Lo ha spiegato il procuratore nazionale antimafia Franco Roberti, aggiungendo che tra i vari fattori che ne hanno favorito la propagazione c’è stata, come in altre regioni d’Italia o nazioni europee come la Germania, «la grande minimizzazione culturale».

La ‘ndrangheta che sta in Emilia-Romagna, ha aggiunto, “mantiene il proprio centro decisionale in Calabria, ma è anche autonoma, e si è conquistata questa autonomia grazie ai rapporti che ha saputo tessere con la società civile, e anche col mondo dell’informazione». Quest’ultimo, per Roberti, uno degli aspetti più peculiari messi in luce da Aemilia.
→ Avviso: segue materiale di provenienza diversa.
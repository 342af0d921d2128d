//! The main loop and the power lifecycle around it.

use crate::config::{Config, PowerMode};
use crate::display::DisplayText;
use crate::exchange::{publish, HostCommand, Status};
use crate::font::Font;
use crate::interface::{Board, LedPort, NdefTag, PinMux, Power, Thermometer, Ticker, WakeReason};
use crate::link::{HostLink, LinkEvent};
use crate::music::Song;
use crate::scan::{Source, MATRIX_PINS};
use crate::semaphore::TagSemaphore;
use crate::settings::{Settings, Tag};
use crate::shared::{Panel, Shared};

/// Levels lit while blinking on an RTC wake-up
pub const BLINK_LEVELS: u16 = 0xE60;
/// Blink length in display timer ticks
pub const BLINK_TICKS: u32 = 100_000;
/// Pins driven low and as outputs right after reset, the SWD pins excluded
const BOOT_OUTPUTS: u16 = 0x3FF;

/// Every collaborator of one board
pub struct Peripherals<B: Board> {
    pub display_timer: B::DisplayTimer,
    pub tone_timer: B::ToneTimer,
    pub port: B::Port,
    pub pins: B::Pins,
    pub memory: B::Memory,
    pub tag: B::Tag,
    pub storage: B::Storage,
    pub ticker: B::Ticker,
    pub thermometer: B::Thermometer,
    pub power: B::Power,
}

/// How [`App::boot`] left the device
#[derive(Debug, Clone, Copy, PartialEq, Eq)]
#[cfg_attr(feature = "defmt", derive(defmt::Format))]
pub enum Boot {
    /// Serve the reader with [`App::run`]
    Serve,
    /// Woken by the RTC only to blink, go back to sleep
    Blinked,
}

pub struct App<'s, B: Board> {
    shared: &'s Shared<B>,
    pins: B::Pins,
    memory: B::Memory,
    tag: B::Tag,
    settings: Settings<B::Storage>,
    ticker: B::Ticker,
    thermometer: B::Thermometer,
    power: B::Power,
    semaphore: TagSemaphore,
    text: DisplayText,
    song: Option<Song>,
    font: Font,
    /// Text scrolls instead of the spinner
    showing_text: bool,
    spinner_started: bool,
}

impl<'s, B: Board> App<'s, B> {
    /// Takes the peripherals and hands the display ones to `shared`
    pub fn new(shared: &'s Shared<B>, p: Peripherals<B>) -> Self {
        let period = shared.config.refresh_period.ticks();
        shared.install(Panel::new(p.display_timer, p.tone_timer, p.port, period));
        Self {
            shared,
            pins: p.pins,
            memory: p.memory,
            tag: p.tag,
            settings: Settings::new(p.storage),
            ticker: p.ticker,
            thermometer: p.thermometer,
            power: p.power,
            semaphore: TagSemaphore::firmware(),
            text: DisplayText::default(),
            song: None,
            font: Font::default(),
            showing_text: false,
            spinner_started: false,
        }
    }

    fn config(&self) -> &Config {
        &self.shared.config
    }

    pub fn font(&self) -> Font {
        self.font
    }

    pub fn text(&self) -> &DisplayText {
        &self.text
    }

    pub fn song(&self) -> Option<&Song> {
        self.song.as_ref()
    }

    pub fn showing_text(&self) -> bool {
        self.showing_text
    }

    pub fn settings(&mut self) -> &mut Settings<B::Storage> {
        &mut self.settings
    }

    /// Brings the device up after reset.
    ///
    /// `idle` is called while waiting for the first temperature and for the
    /// wake-up blink, typically a wait for interrupt.
    pub fn boot(&mut self, mut idle: impl FnMut()) -> Boot {
        self.shared.reset_flags();
        self.thermometer.measure();
        while self.thermometer.busy() {
            idle();
        }
        // an empty message until the first status is published
        let initial = self
            .tag
            .begin_message()
            .and_then(|()| self.tag.commit_message());
        if initial.is_err() {
            warn!("Initial message not committed");
        }
        self.shared.with_panel(|panel| {
            panel.clear_leds();
            panel.port.set_direction(BOOT_OUTPUTS, true);
        });

        let wake = self.power.wake_reason();
        info!("Woke up, reason {}", wake);
        if wake == WakeReason::Rtc {
            self.shared.with_panel(|panel| {
                panel.start_timer();
                panel.blink(BLINK_LEVELS, BLINK_TICKS);
            });
            idle();
            return Boot::Blinked;
        }

        self.font = Font::default();
        if !self.settings.load_text(&mut self.text) {
            info!("No stored text, using the default");
            self.text.set_base(self.config().default_text.as_bytes());
        }
        self.song = self.settings.load_song();
        let link = HostLink::boot(self.config().first_host_timeout);
        self.shared.reset_link(link);
        self.ticker.start(1);
        self.shared.with_panel(|panel| panel.start_timer());
        Boot::Serve
    }

    /// Serves the reader until the host window closes
    pub fn run(&mut self, mut idle: impl FnMut()) {
        while self.shared.link().alive() {
            self.service();
            idle();
        }
        info!("Host window closed after {=u16} ticks", self.shared.link().ticks());
    }

    /// One pass of the main loop
    pub fn service(&mut self) {
        if self.shared.field_present() && !self.showing_text {
            self.start_display();
        }
        if !self.showing_text && !self.spinner_started {
            self.spinner_started = true;
            let speed = self.config().idle_speed;
            self.shared.with_panel(|panel| panel.show_spinner(speed));
        }
        if self.shared.take_font_toggle() {
            self.toggle_font();
        }
        if self.showing_text && self.shared.take_temperature() {
            self.text.show_with_temperature(self.shared.temperature());
            let (text, font) = (self.text.shown(), self.font);
            self.shared.with_panel(|panel| panel.rerender(text, font));
        }
        if self.shared.message_pending() && self.semaphore.acquire(&mut self.memory) {
            self.shared.take_message();
            self.receive();
            self.semaphore.release(&mut self.memory);
        }
        if self.showing_text
            && !self.shared.message_pending()
            && self.shared.publish_due()
            && self.semaphore.acquire(&mut self.memory)
        {
            self.shared.take_publish();
            self.publish_status();
            self.semaphore.release(&mut self.memory);
        }
        if self.ticker.expired() {
            if self.showing_text {
                self.thermometer.measure();
            }
            self.shared.link_event(LinkEvent::Tick);
            self.ticker.start(1);
        }
    }

    fn stored_speed(&mut self) -> u8 {
        match self.settings.load_speed() {
            Some(raw) => self.config().speed_from_raw(raw),
            None => self.config().default_speed,
        }
    }

    fn start_display(&mut self) {
        let speed = self.stored_speed();
        info!("Field present, scrolling at speed {=u8}", speed);
        self.shared.clear_display_flags();
        self.ticker.start(1);
        self.pins.matrix_mode();
        self.text.show_with_temperature(self.shared.temperature());
        self.show_text(Some(speed));
        if self.font == Font::Narrow {
            self.start_music();
        }
    }

    /// Restarts the scroll with the shown text
    fn show_text(&mut self, speed: Option<u8>) {
        let (text, font) = (self.text.shown(), self.font);
        self.shared.with_panel(|panel| {
            if let Some(speed) = speed {
                panel.scan.set_speed(speed);
            }
            panel.port.set_direction(MATRIX_PINS, true);
            panel.show_text(text, font);
        });
        self.showing_text = true;
    }

    fn start_music(&mut self) {
        let Some(song) = &self.song else {
            return;
        };
        self.pins.tone_output(true);
        self.shared.with_panel(|panel| panel.play(song));
    }

    fn music_playing(&self) -> bool {
        self.shared
            .with_panel(|panel| panel.music.is_playing())
            .unwrap_or(false)
    }

    fn stop_music(&mut self) {
        self.shared.with_panel(|panel| panel.stop_music());
    }

    fn toggle_font(&mut self) {
        self.font = self.font.toggled();
        debug!("Font switched to {}", self.font);
        if self.showing_text {
            self.show_text(None);
            match self.font {
                Font::Narrow => self.start_music(),
                Font::Wide if self.music_playing() => {
                    self.stop_music();
                    self.pins.tone_output(false);
                }
                Font::Wide => {}
            }
        } else {
            match self.font {
                Font::Narrow => {
                    self.stop_music();
                    self.pins.tone_output(true);
                }
                Font::Wide => self.pins.tone_output(false),
            }
        }
    }

    fn receive(&mut self) {
        if !self.tag.read_message() {
            debug!("Message callback without message");
            return;
        }
        while let Some(record) = self.tag.next_record() {
            if let Some(cmd) = HostCommand::decode(&record) {
                self.apply(cmd);
            }
        }
    }

    fn apply(&mut self, cmd: HostCommand) {
        match cmd {
            HostCommand::Text(bytes) => {
                self.text.set_base(&bytes);
                info!("New text of {=usize} characters", self.text.base().len());
                if self.settings.store_text(self.text.base()).is_err() {
                    warn!("Text not stored");
                }
                self.text.show_with_temperature(self.shared.temperature());
                self.show_text(None);
            }
            HostCommand::Music(song) => {
                let stored = match &song {
                    Some(song) => self.settings.store_song(song),
                    None => self.settings.write_tag(Tag::Music, &[]),
                };
                if stored.is_err() {
                    warn!("Music not stored");
                }
                self.song = song;
                if self.music_playing() {
                    self.stop_music();
                    if self.song.is_some() {
                        self.start_music();
                    } else {
                        self.pins.tone_output(false);
                    }
                }
            }
            HostCommand::Speed(raw) => {
                let speed = self.config().speed_from_raw(raw);
                info!("Speed set to {=u8}", speed);
                self.shared.with_panel(|panel| panel.set_speed(speed));
                if self.settings.store_speed(raw).is_err() {
                    warn!("Speed not stored");
                }
            }
        }
    }

    fn publish_status(&mut self) {
        let Some(pos) = self.shared.with_panel(|panel| panel.scan.position()) else {
            return;
        };
        let config = self.config();
        let status = Status::new(pos, config.refresh_millis(), config.speed_offset, self.font);
        if publish(&mut self.tag, self.text.shown(), &status).is_err() {
            warn!("Status not published, retrying on the next refresh");
        }
    }

    /// Tears everything down ahead of power removal.
    ///
    /// Returns the sampled brown-out status.
    pub fn prepare_shutdown(&mut self) -> bool {
        self.tag.shutdown();
        self.shared.with_panel(|panel| panel.halt());
        let brownout = self.power.sample_brownout();
        self.ticker.start(2);
        brownout
    }

    /// Enters the configured power state, returns only if power stayed on
    pub fn power_down(&mut self) {
        let brownout = self.prepare_shutdown();
        info!("Powering down, brown-out {=bool}", brownout);
        match self.config().power_mode {
            PowerMode::DeepPowerDown => self.power.enter_deep_power_down(brownout),
            PowerMode::PowerOff => self.power.power_off(),
        }
    }

    pub fn shutdown(mut self) -> ! {
        self.power_down();
        // still powered through the debug pins
        error!("Power was not removed");
        loop {
            core::hint::spin_loop();
        }
    }

    /// Current scan source, mostly for diagnostics
    pub fn source(&self) -> Option<Source> {
        self.shared.source()
    }
}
Roberti nel suo intervento, pur non citandole esplicitamente, ha chiaramente alluso alle accuse mosse dall’inchiesta Aemilia al fatto che gli esponenti locali della ‘ndrangheta avessero cercato consenso sociale anche tramite pressioni sul mondo dell’informazione. Un giornalista che lavorava per una emittente reggiana, Marco Gibertini, fu infatti arrestato con l’accusa di concorso esterno in associazione mafiosa. Non solo, l’indagine mise in luce le minacce che colpirono una cronista reggiana, Sabrina Pignedoli, che si occupava di ‘ndragheta. Inoltre Aemilia rivelò i legami che un poliziotto, che teneva i rapporti con la stampa a Reggio Emilia, aveva con alcuni degli indagati. (ANSA)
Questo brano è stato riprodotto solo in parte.